Em 2015, ganhei minha nova dentição. Por causa da violência, nunca mais quis ter um patrão. Hoje trabalho sozinha, costurando e desenhando roupas com meu estilo.”
Lauriete Martins
62 anos, aposentada
“Quando nos conhecemos, meu atual marido pensou ter causado uma péssima impressão em mim. É que eu estava monossilábica, sem olhar nos olhos dele nem sorrir. Era o meu jeito, eu dizia. Mas não era. Depois de muitas tentativas, ele matou a charada. ‘Você não fala comigo porque não tem dentes.’ Era isso mesmo. Recuperá‑los este ano foi essencial para minha autoestima, mas não só. Passei também a mastigar a comida e, em menos de dois meses, emagreci 6 quilos. Isso ameniza minhas dores nos quadris.

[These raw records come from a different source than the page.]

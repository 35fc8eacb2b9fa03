//! Order placement and payment confirmation orchestrator.

use std::future::Future;
use std::sync::Arc;
use std::time::{Duration, Instant};

use chrono::Utc;
use common::{CorrelationId, IdGenerator, OrderId, UserId, VariantId};
use domain::{Money, OrderHeader, OrderLineItem, OrderStatus, PlaceOrder};
use order_store::{OrderStore, StatusUpdate};
use tracing::field;

use crate::best_effort::BestEffort;
use crate::error::{PaymentError, PlaceOrderError, ServiceError, StoreCallError};
use crate::pricing;
use crate::services::cart::{self, CartClient};
use crate::services::inventory::{self, InventoryClient, ReservationItem};
use crate::services::payment::PaymentAdapter;
use crate::step::PlacementStep;

/// Tunables of the orchestrator.
#[derive(Debug, Clone, Copy, PartialEq, Eq)]
pub struct OrchestratorConfig {
    /// Deadline applied to every remote and store call.
    pub call_timeout: Duration,
    /// Flat shipping fee added to every order.
    pub shipping_fee: Money,
}

impl Default for OrchestratorConfig {
    fn default() -> Self {
        Self {
            call_timeout: Duration::from_secs(3),
            shipping_fee: Money::zero(),
        }
    }
}

/// A successfully placed order.
#[derive(Debug)]
pub struct PlacedOrder {
    /// The persisted header.
    pub order: OrderHeader,
    /// The persisted line items.
    pub items: Vec<OrderLineItem>,
    /// Outcome of removing the ordered variants from the cart.
    pub cart_cleanup: BestEffort<ServiceError>,
    /// Correlation id of the placement, as logged.
    pub correlation_id: CorrelationId,
}

/// An order with its snapshot line items.
#[derive(Debug, Clone, PartialEq, Eq)]
pub struct OrderDetail {
    pub order: OrderHeader,
    pub items: Vec<OrderLineItem>,
}

/// What a verified payment notification did.
#[derive(Debug, Clone, PartialEq, Eq)]
pub enum PaymentOutcome {
    /// The order moved from AwaitingPayment to AwaitingShipment.
    Confirmed(OrderId),
    /// The order had already left AwaitingPayment; nothing changed.
    Duplicate { order_id: OrderId, status: OrderStatus },
    /// The notification reported a non-success trade status.
    Ignored { order_id: OrderId, trade_status: String },
}

impl PaymentOutcome {
    fn label(&self) -> &'static str {
        match self {
            PaymentOutcome::Confirmed(_) => "confirmed",
            PaymentOutcome::Duplicate { .. } => "duplicate",
            PaymentOutcome::Ignored { .. } => "ignored",
        }
    }
}

fn payment_error_label(err: &PaymentError) -> &'static str {
    match err {
        PaymentError::InvalidSignature(_) => "invalid_signature",
        PaymentError::MalformedNotification(_) => "malformed",
        PaymentError::OrderNotFound(_) => "order_not_found",
        PaymentError::InvalidOrderState { .. } => "invalid_order_state",
        PaymentError::PaymentAmountMismatch { .. } => "amount_mismatch",
        PaymentError::Gateway(_) | PaymentError::Timeout { .. } => "gateway_error",
        PaymentError::Store(_) => "store_error",
    }
}

/// Bounds a collaborator call by `timeout`.
async fn with_deadline<T, F>(
    timeout: Duration,
    service: &'static str,
    operation: &'static str,
    call: F,
) -> Result<T, ServiceError>
where
    F: Future<Output = Result<T, ServiceError>>,
{
    tokio::time::timeout(timeout, call)
        .await
        .unwrap_or(Err(ServiceError::Timeout {
            service,
            operation,
            timeout,
        }))
}

/// Drives order placement and payment confirmation.
///
/// Placement reserves stock before the order is written. The write is the
/// point of no return: any failure after the reservation releases the stock
/// again before the error is returned. Clearing the cart happens after the
/// write and never fails the placement.
pub struct OrderOrchestrator<S, I, C, P>
where
    S: OrderStore,
    I: InventoryClient,
    C: CartClient,
    P: PaymentAdapter,
{
    store: S,
    inventory: I,
    cart: C,
    payment: P,
    ids: Arc<dyn IdGenerator>,
    config: OrchestratorConfig,
}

A falha que eu tinha na arcada era só uma das marcas que meu primeiro marido deixou. Foram 26 anos de abusos constantes, seguidos de ameaças de morte caso eu o denunciasse. Ele tinha um ciúme doentio, capaz de destruir a casa (e a mim) por um batom. Quando desenvolvi um câncer no útero, prestes a completar 40 anos, passei a recusá-lo na cama, o que o enfureceu. Ele dizia que eu estava dormindo com outros homens.

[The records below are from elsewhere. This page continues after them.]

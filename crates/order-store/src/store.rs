use std::collections::HashSet;
use std::sync::Arc;

use async_trait::async_trait;
use common::OrderId;
use domain::{OrderHeader, OrderLineItem, OrderStatus};

use crate::{OrderStoreError, Result};

/// Outcome of a conditional status update.
#[derive(Debug, Clone, Copy, PartialEq, Eq)]
pub enum StatusUpdate {
    /// The order was in the expected status and now has the new one.
    Applied,
    /// The order was in some other status; nothing changed.
    Unchanged { current: OrderStatus },
}

impl StatusUpdate {
    /// Returns true if the update changed the stored status.
    pub fn is_applied(&self) -> bool {
        matches!(self, StatusUpdate::Applied)
    }
}

/// Core trait for order store implementations.
///
/// All implementations must be thread-safe (Send + Sync). Line items have no
/// update operation: once written they only change by being read.
#[async_trait]
pub trait OrderStore: Send + Sync {
    /// Persists a header and all of its items atomically.
    ///
    /// Either every row is written or none is. Returns the stored header.
    async fn create_order_atomic(
        &self,
        header: OrderHeader,
        items: Vec<OrderLineItem>,
    ) -> Result<OrderHeader>;

    /// Retrieves an order header. Returns None if the order doesn't exist.
    async fn get_order(&self, order_id: OrderId) -> Result<Option<OrderHeader>>;

    /// Retrieves the line items of an order, ordered by variant id.
    async fn get_order_items(&self, order_id: OrderId) -> Result<Vec<OrderLineItem>>;

    /// Moves the order from `expected` to `new` only if it is currently in `expected`.
    ///
    /// Fails with `OrderNotFound` if the order doesn't exist and with
    /// `InvalidTransition` if `expected ──► new` is not a legal edge.
    async fn update_status(
        &self,
        order_id: OrderId,
        expected: OrderStatus,
        new: OrderStatus,
    ) -> Result<StatusUpdate>;
}

#[async_trait]
impl<T: OrderStore + ?Sized> OrderStore for Arc<T> {
    async fn create_order_atomic(
        &self,
        header: OrderHeader,
        items: Vec<OrderLineItem>,
    ) -> Result<OrderHeader> {
        (**self).create_order_atomic(header, items).await
    }

    async fn get_order(&self, order_id: OrderId) -> Result<Option<OrderHeader>> {
        (**self).get_order(order_id).await
    }

    async fn get_order_items(&self, order_id: OrderId) -> Result<Vec<OrderLineItem>> {
        (**self).get_order_items(order_id).await
    }

    async fn update_status(
        &self,
        order_id: OrderId,
        expected: OrderStatus,
        new: OrderStatus,
    ) -> Result<StatusUpdate> {
        (**self).update_status(order_id, expected, new).await
    }
}

/// Validates a header and its items before they are written.
pub fn validate_order_for_create(header: &OrderHeader, items: &[OrderLineItem]) -> Result<()> {
    let invalid = |reason: &str| OrderStoreError::InvalidOrder {
        order_id: header.order_id,
        reason: reason.to_string(),
    };

    if items.is_empty() {
        return Err(invalid("order has no line items"));
    }
    if header.status != OrderStatus::AwaitingPayment {
        return Err(invalid("new orders must start in AwaitingPayment"));
    }
    if items.iter().any(|i| i.order_id != header.order_id) {
        return Err(invalid("line item belongs to a different order"));
    }

    let mut seen = HashSet::with_capacity(items.len());
    if !items.iter().all(|i| seen.insert(i.variant_id)) {
        return Err(invalid("duplicate variant in line items"));
    }

    if !header.matches_items(items) {
        return Err(invalid("total amount does not equal sum of subtotals"));
    }
    if header.total_amount.checked_add(header.shipping_fee) != Some(header.payment_amount) {
        return Err(invalid("payment amount does not equal total plus shipping fee"));
    }

    Ok(())
}

/// Checks that `expected ──► new` is a legal edge before touching storage.
pub fn validate_transition(
    order_id: OrderId,
    expected: OrderStatus,
    new: OrderStatus,
) -> Result<()> {
    if expected.can_transition_to(new) {
        Ok(())
    } else {
        Err(OrderStoreError::InvalidTransition {
            order_id,
            from: expected,
            to: new,
        })
    }
}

A pior surra foi planejada, com tapumes pregados nas janelas para que ninguém pudesse me socorrer. Quando voltei do trabalho sem perceber a armadilha, me atacou. Ele bateu na minha cabeça com um martelo e tomou remédios para se suicidar. Depois disso, consegui dar um basta final. Ele passou os nove anos seguintes pedindo para voltar. Não quero nunca mais vê-lo.”
Maria do Carmo Ferreira
66 anos, revendedora
“Meu pai era mau. Quando nasci, em Quipapá, no interior de Pernambuco, impediu minha mãe de me alimentar. De tanto berrar de fome, chamei a atenção da vizinha, que implorou para cuidar de mim. ‘Joga num poço’, disse ele. Sobrevivi e, aos 5 anos, mudei com toda a família para São Paulo. Aos 14, meu pai me obrigou a casar com um homem muito mais velho.

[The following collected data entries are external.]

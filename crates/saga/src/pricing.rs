//! Pricing of a placement request against inventory snapshots.

use std::collections::HashMap;

use common::{UserId, VariantId};
use domain::{OrderDraft, OrderRequestItem, PricedLine, ShippingAddress, SkuSnapshot};

use crate::error::PlaceOrderError;

/// Prices normalized request items from the snapshots returned by inventory.
///
/// Every requested variant must have exactly one snapshot. The stock check is
/// advisory: the reservation that follows is authoritative.
pub fn price_items(
    user_id: UserId,
    items: &[OrderRequestItem],
    snapshots: Vec<SkuSnapshot>,
    shipping_address: ShippingAddress,
) -> Result<OrderDraft, PlaceOrderError> {
    let returned = snapshots.len();
    let by_variant: HashMap<VariantId, SkuSnapshot> = snapshots
        .into_iter()
        .map(|s| (s.variant_id, s))
        .collect();

    let missing: Vec<VariantId> = items
        .iter()
        .map(|i| i.variant_id)
        .filter(|id| !by_variant.contains_key(id))
        .collect();
    if !missing.is_empty() || returned != items.len() {
        return Err(PlaceOrderError::ProductUnavailable {
            requested: items.len(),
            found: items.len() - missing.len(),
            missing,
        });
    }

    let mut lines = Vec::with_capacity(items.len());
    for item in items {
        let snapshot = &by_variant[&item.variant_id];
        if item.quantity > snapshot.available_stock {
            return Err(PlaceOrderError::InsufficientStock {
                variant_id: item.variant_id,
                requested: item.quantity,
                available: snapshot.available_stock,
            });
        }
        lines.push(PricedLine::new(snapshot, item.quantity)?);
    }

    Ok(OrderDraft::new(user_id, lines, shipping_address)?)
}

Tive seis filhos com esse carrasco, sob pancadas e ameaças de morte. Ele me jogava na parede e eu rezava para não cair no chão, pois seria o meu fim. A irmã dele morava ao lado e o incitava: ‘Mata ela, mata ela!’. Eu me defendia com pedaços de madeira que usava no fogão a lenha. Saía de casa com meus filhos e caminhava quilômetros para fugir. Ele nos achava e mandava voltar, com o revólver na cintura.
No início de 2015, consegui provar as agressões e um oficial de Justiça o expulsou da minha casa. Me senti um bebê, nascendo de novo. Pulava de alegria. Quando fiz o tratamento, em setembro, chorei ao ver meus dentes no espelho. Pensava: ‘Meu Deus, será que morri ou estou sonhando?’.”